Небо остается синим
Шрифт:
Шорох раздался совсем близко от окна, возле которого стоял Свида. В бледном свете, падающем из вагона, Юрко увидел женское лицо. Взволнованное, торжественное. Капельки пота выступили на лбу, в глазах горел упрямый огонек.
— Да замолчите вы! — послышался в вагоне угрожающий голос худого парня, и агент послушно умолк.
А женщина вдруг выпрямилась во весь рост и смело подошла к вагону. Это была Эржебет Тесташ, работница кирпичного завода, член стачечного комитета.
— Верховинцы! — крикнула она на ломаном украинском языке, и голос ее прозвучал неожиданно
Эржебет торопилась. У нее считанные минуты, каждое слово должно равняться десяти.
— Глядите, — продолжала Эржебет Тесташ, протянув к окну худые жилистые руки, с усилием разгибая скрюченные пальцы. — Эти руки сделали столько кирпичей, что я уже не ощущаю, мягкие ли волосики на головке моего ребенка…
Свида не мог оторвать взгляда от ее морщинистых рук с ладонями, разъеденными кирпичной пылью. Он уже не думал о ножах и галушках с творогом. Что-то перевернулось в его сознании. Новое, неведомое чувство переполняло сердце.
А женщина продолжала говорить. Голос ее крепчал, глаза горели. И вся она вдруг стала красивой и величественной.
— Вас обманули! Того, что платит Конт, не хватает даже на молоко для ре… А-а-а-а! — она вдруг застонала и покачнулась. — Не идите против… Не идите! — хрипло проговорила она и рухнула на рельсы.
А-а-а-а! — простонало эхо в ближайшем лесу.
А-а-а-а! — отдалось в душе Свиды.
По рельсам ручейком текла кровь, она казалась черной в тусклом свете станционных фонарей.

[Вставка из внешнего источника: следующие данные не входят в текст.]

//! Keyword filtering, sorting and offset pagination over in-memory sequences.

use core::str::FromStr;

use serde::Serialize;

use crate::entity::Resource;
use crate::error::{DomainError, DomainResult};

#[derive(Debug, Copy, Clone, PartialEq, Eq, Default)]
pub enum SortOrder {
    #[default]
    Asc,
    Desc,
}

/// Sort instruction parsed from `"field"` or `"field,asc|desc"`.
#[derive(Debug, Clone, PartialEq, Eq)]
pub struct SortSpec {
    pub field: String,
    pub order: SortOrder,
}

impl SortSpec {
    pub fn asc(field: impl Into<String>) -> Self {
        Self {
            field: field.into(),
            order: SortOrder::Asc,
        }
    }
}

impl FromStr for SortSpec {
    type Err = DomainError;

    fn from_str(s: &str) -> Result<Self, Self::Err> {
        let (field, order) = match s.split_once(',') {
            Some((field, dir)) => {
                let order = match dir.trim().to_ascii_lowercase().as_str() {
                    "asc" => SortOrder::Asc,
                    "desc" => SortOrder::Desc,
                    other => {
                        return Err(DomainError::validation(format!(
                            "sort direction must be asc or desc, got '{other}'"
                        )));
                    }
                };
                (field, order)
            }
            None => (s, SortOrder::Asc),
        };

        let field = field.trim();
        if field.is_empty() {
            return Err(DomainError::validation("sort field cannot be empty"));
        }

        Ok(Self {
            field: field.to_string(),
            order,
        })
    }
}

/// Offset pagination request. `size == 0` means "everything in one page".
#[derive(Debug, Clone, PartialEq, Eq)]
pub struct PageRequest {
    pub page: u32,
    pub size: u32,
    pub sort: Option<SortSpec>,
}

impl PageRequest {
    pub fn new(page: u32, size: u32) -> Self {
        Self {
            page,
            size,
            sort: None,
        }
    }

    pub fn with_sort(mut self, sort: SortSpec) -> Self {
        self.sort = Some(sort);
        self
    }

    pub fn is_unpaged(&self) -> bool {
        self.size == 0
    }

    fn offset(&self) -> usize {
        (self.page as usize).saturating_mul(self.size as usize)
    }
}

/// Parameters of a collection GET.
#[derive(Debug, Clone, PartialEq, Eq, Default)]
pub struct ListQuery {
    pub keyword: Option<String>,
    pub page: Option<PageRequest>,
}

impl ListQuery {
    pub fn all() -> Self {
        Self::default()
    }

    pub fn with_keyword(mut self, keyword: impl Into<String>) -> Self {
        self.keyword = Some(keyword.into());
        self
    }

    pub fn with_page(mut self, page: PageRequest) -> Self {
        self.page = Some(page);
        self
    }

    /// Non-empty keyword, if any. An empty keyword means "no filter".
    pub fn keyword(&self) -> Option<&str> {
        self.keyword.as_deref().filter(|k| !k.is_empty())
    }

    /// Filter, sort and slice `items` (given in store order).
    pub fn apply<R: Resource>(&self, items: Vec<R>) -> DomainResult<Page<R>> {
        let mut items: Vec<R> = match self.keyword() {
            Some(kw) => items.into_iter().filter(|r| r.matches_keyword(kw)).collect(),
            None => items,
        };

        let Some(request) = &self.page else {
            return Ok(Page::unpaged(items));
        };

        if let Some(sort) = &request.sort {
            if !R::SORT_FIELDS.contains(&sort.field.as_str()) {
                return Err(DomainError::validation(format!(
                    "cannot sort by '{}' (allowed: {})",
                    sort.field,
                    R::SORT_FIELDS.join(", ")
                )));
            }
            items.sort_by(|a, b| {
                let ord = a.compare_by(b, &sort.field);
                match sort.order {
                    SortOrder::Asc => ord,
                    SortOrder::Desc => ord.reverse(),
                }
            });
        }

        Ok(paginate(items, request))
    }
}

/// One slice of a collection plus what the client needs to ask for the next.
#[derive(Debug, Clone, PartialEq, Eq, Serialize)]
#[serde(rename_all = "camelCase")]
pub struct Page<T> {
    pub items: Vec<T>,
    pub page: u32,
    pub size: u32,
    pub total: u64,
    pub has_next: bool,
}

impl<T> Page<T> {
    pub fn unpaged(items: Vec<T>) -> Self {
        let total = items.len();
        Self {
            items,
            page: 0,
            size: u32::try_from(total).unwrap_or(u32::MAX),
            total: total as u64,
            has_next: false,
        }
    }

    pub fn map<U>(self, f: impl FnMut(T) -> U) -> Page<U> {
        Page {
            items: self.items.into_iter().map(f).collect(),
            page: self.page,
            size: self.size,
            total: self.total,
            has_next: self.has_next,
        }
    }
}

/// Slice already-ordered `items`. A page past the end is empty, not an error.
pub fn paginate<T>(items: Vec<T>, request: &PageRequest) -> Page<T> {
    if request.is_unpaged() {
        return Page::unpaged(items);
    }

    let total = items.len();
    let offset = request.offset().min(total);
    let items: Vec<T> = items
        .into_iter()
        .skip(offset)
        .take(request.size as usize)
        .collect();
    let has_next = offset + items.len() < total;

    Page {
        items,
        page: request.page,
        size: request.size,
        total: total as u64,
        has_next,
    }
}

#[cfg(test)]
mod tests {
    use super::*;
    use crate::{Record, RecordId};
    use core::cmp::Ordering;
    use proptest::prelude::*;

    #[derive(Debug, Clone, PartialEq)]
    struct Named {
        id: RecordId,
        name: String,
    }

    impl Record for Named {
        fn id(&self) -> RecordId {
            self.id
        }

        fn assign_id(&mut self, id: RecordId) {
            self.id = id;
        }
    }

    impl Resource for Named {
        type Draft = String;
        const SORT_FIELDS: &'static [&'static str] = &["id", "name"];

        fn from_draft(draft: String) -> Self {
            Self {
                id: RecordId::UNASSIGNED,
                name: draft,
            }
        }

        fn replace_with(&mut self, draft: String) {
            self.name = draft;
        }

        fn matches_keyword(&self, keyword: &str) -> bool {
            self.name.contains(keyword)
        }

        fn compare_by(&self, other: &Self, field: &str) -> Ordering {
            match field {
                "name" => self.name.cmp(&other.name),
                _ => self.id.cmp(&other.id),
            }
        }
    }

    fn named(n: u64) -> Vec<Named> {
        (1..=n)
            .map(|i| Named {
                id: RecordId::new(i),
                name: format!("user-{i:02}"),
            })
            .collect()
    }

    #[test]
    fn first_page_of_twenty_has_ten() {
        let page = paginate(named(20), &PageRequest::new(0, 10));
        assert_eq!(page.items.len(), 10);
        assert_eq!(page.total, 20);
        assert!(page.has_next);
    }

    #[test]
    fn last_page_reports_no_next() {
        let page = paginate(named(20), &PageRequest::new(1, 10));
        assert_eq!(page.items.len(), 10);
        assert!(!page.has_next);
    }

    #[test]
    fn page_past_the_end_is_empty() {
        let page = paginate(named(20), &PageRequest::new(7, 10));
        assert!(page.items.is_empty());
        assert_eq!(page.total, 20);
        assert!(!page.has_next);
    }

    #[test]
    fn size_zero_is_unpaged() {
        let page = paginate(named(5), &PageRequest::new(3, 0));
        assert_eq!(page.items.len(), 5);
        assert!(!page.has_next);
    }

    #[test]
    fn keyword_filters_case_sensitively() {
        let mut items = named(3);
        items[1].name = "Alice".into();
        let q = ListQuery::all().with_keyword("Ali");
        assert_eq!(q.apply(items.clone()).unwrap().items.len(), 1);

        let q = ListQuery::all().with_keyword("ali");
        assert!(q.apply(items).unwrap().items.is_empty());
    }

    #[test]
    fn empty_keyword_is_ignored() {
        let q = ListQuery::all().with_keyword("");
        assert_eq!(q.apply(named(4)).unwrap().items.len(), 4);
    }

    #[test]
    fn sorts_descending_by_name() {
        let q = ListQuery::all().with_page(
            PageRequest::new(0, 3).with_sort("name,desc".parse().unwrap()),
        );
        let page = q.apply(named(5)).unwrap();
        let names: Vec<_> = page.items.iter().map(|n| n.name.as_str()).collect();
        assert_eq!(names, ["user-05", "user-04", "user-03"]);
    }

    #[test]
    fn unknown_sort_field_is_rejected_even_when_empty() {
        let q = ListQuery::all()
            .with_page(PageRequest::new(0, 10).with_sort(SortSpec::asc("password")));
        let err = q.apply(Vec::<Named>::new()).unwrap_err();
        assert!(matches!(err, DomainError::Validation(_)));
    }

    #[test]
    fn sort_spec_parsing() {
        assert_eq!("id".parse::<SortSpec>().unwrap(), SortSpec::asc("id"));
        let spec: SortSpec = " name , DESC ".parse().unwrap();
        assert_eq!(spec.field, "name");
        assert_eq!(spec.order, SortOrder::Desc);
        assert!("name,sideways".parse::<SortSpec>().is_err());
        assert!(",asc".parse::<SortSpec>().is_err());
    }

    proptest! {
        #[test]
        fn pages_tile_the_collection(total in 0u64..60, size in 1u32..15) {
            let all = named(total);
            let mut seen = Vec::new();
            let mut page_no = 0;
            loop {
                let page = paginate(all.clone(), &PageRequest::new(page_no, size));
                prop_assert!(page.items.len() <= size as usize);
                prop_assert_eq!(page.total, total);
                seen.extend(page.items);
                if !page.has_next {
                    break;
                }
                page_no += 1;
            }
            prop_assert_eq!(seen, all);
        }

        #[test]
        fn page_length_matches_remaining(total in 0u64..60, size in 1u32..15, page_no in 0u32..10) {
            let page = paginate(named(total), &PageRequest::new(page_no, size));
            let remaining = (total as usize).saturating_sub(page_no as usize * size as usize);
            prop_assert_eq!(page.items.len(), remaining.min(size as usize));
        }
    }
}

Поднялась суматоха, люди прорывали полицейские заслоны и бежали к убитой. Свида на ходу соскочил с поезда — по приказанию начальника поезд передвигали на запасный путь — и подбежал к Эржебет. На ее губах, казалось, застыло какое-то недосказанное слово. Глаза были полуоткрыты, и Юрко прочитал в них ее последнюю волю: «Не выступайте против нас!» Откуда-то появились носилки, убитую бережно уложили.
Весть об убийстве Эржебет Тесташ облетела площадь. Разъяренные рабочие швыряли в полицейских камнями. Свида машинально шел за носилками. Вдруг он заметил агента, который что-то быстро говорил полицейским. Свида вырвал из рук соседа палку и изо всех сил швырнул ее в агента. И тут же толпа подхватила его, завертела, понесла.
До ночи продолжалось столкновение. Уже опустела площадь, а в городе еще долго слышались возгласы, шум, шаги.
Юрко Свида шагал вместе с рабочими по узким улочкам городских окраин и с ужасом думал, что он едва не стал соучастником подлого убийства. Получить работу такой ценой!
Утром поезд возвращался на Верховину. Он был так же полон, как и вчера, лишь кое-где виднелись свободные места. Сотни верховинских крестьян-украинцев увозили в сердцах завещание Эржебет Тесташ.
Свида припоминал события минувшего вечера. Рабочий по имени Золтан Мартон привел его к себе на квартиру. Они долго разговаривали, не замечая, что сбиваются то на украинский, то на венгерский язык, стремясь как можно яснее выразить свои мысли.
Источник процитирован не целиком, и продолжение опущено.